# Goat, cabbage, wolf¶ [image source: http://xkcd.com/1134]

## How to formulate this as a search problem?

1. What states exist and how do we encode them?
2. What operators can we define to transition between states?
3. What control strategy do we use to find a solution?

## 1. Encoding and state space¶

Let $Items$ be the set of objects in our search problem: $Items = \{Farmer, Wolf, Goat, Cabbage\}$

We encode the state as a pair of sets $(L, R)$, with $L, R \subseteq Items$, representing the position of the farmer, animals and vegetable on the two banks of the river.

The initial state is $s_0 = (\{Farmer, Wolf, Goat, Cabbage\}, \emptyset)$.

The goal state is $s_n = (\emptyset, \{Farmer, Wolf, Goat, Cabbage\})$.
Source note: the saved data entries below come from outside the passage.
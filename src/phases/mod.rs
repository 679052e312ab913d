//! Implementation of the phases of a resource generation run.
//!
//! ## Overview
//!
//! A run goes through eight phases:
//! 1. Fragment Discovery - list local fragments and fetch remote ones
//! 2. Placeholder Expansion - copy fragments into the work directory with `${...}` resolved
//! 3. Resource Assembly - parse fragments into resource items, inferring kinds and names
//! 4. Generation and Enrichment - synthesize default resources, then enrich every item
//! 5. Profile Overlays - repeat phases 1-4 per profile directory and append the results
//! 6. Route Filtering and Template Unwrapping - pick what is written and the composite root
//! 7. Writing to Disk - composite document plus one file per item
//! 8. Validation - check the written files and apply the validation policy
//!
//! Phases 1 and 2 and the generators run once per invocation. Phases 3 to 8
//! run once per platform (kubernetes, openshift). The [`orchestrator`] wires
//! the phases together.

pub mod assemble;
pub mod enrich;
pub mod expand;
pub mod finalize;
pub mod fragments;
pub mod orchestrator;
pub mod profiles;
pub mod validate;
pub mod write;

pub use fragments as phase1;
pub use expand as phase2;
pub use assemble as phase3;
pub use enrich as phase4;
pub use profiles as phase5;
pub use finalize as phase6;
pub use write as phase7;
pub use validate as phase8;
Note that we do not explicitly encode the location of the boat (the farmer always moves with the boat)

In :
farmer = 'Farmer'
wolf = 'Wolf'
goat = 'Goat'
cabbage = 'Cabbage'

initial_state = ({farmer, wolf, goat, cabbage}, set())

goal_state = (set(), {farmer, wolf, goat, cabbage})


### How many different states can we encode this way?¶

We have two subsets of a total of four items, i.e., $2^4 \cdot 2^4 = 256$ possible combinations.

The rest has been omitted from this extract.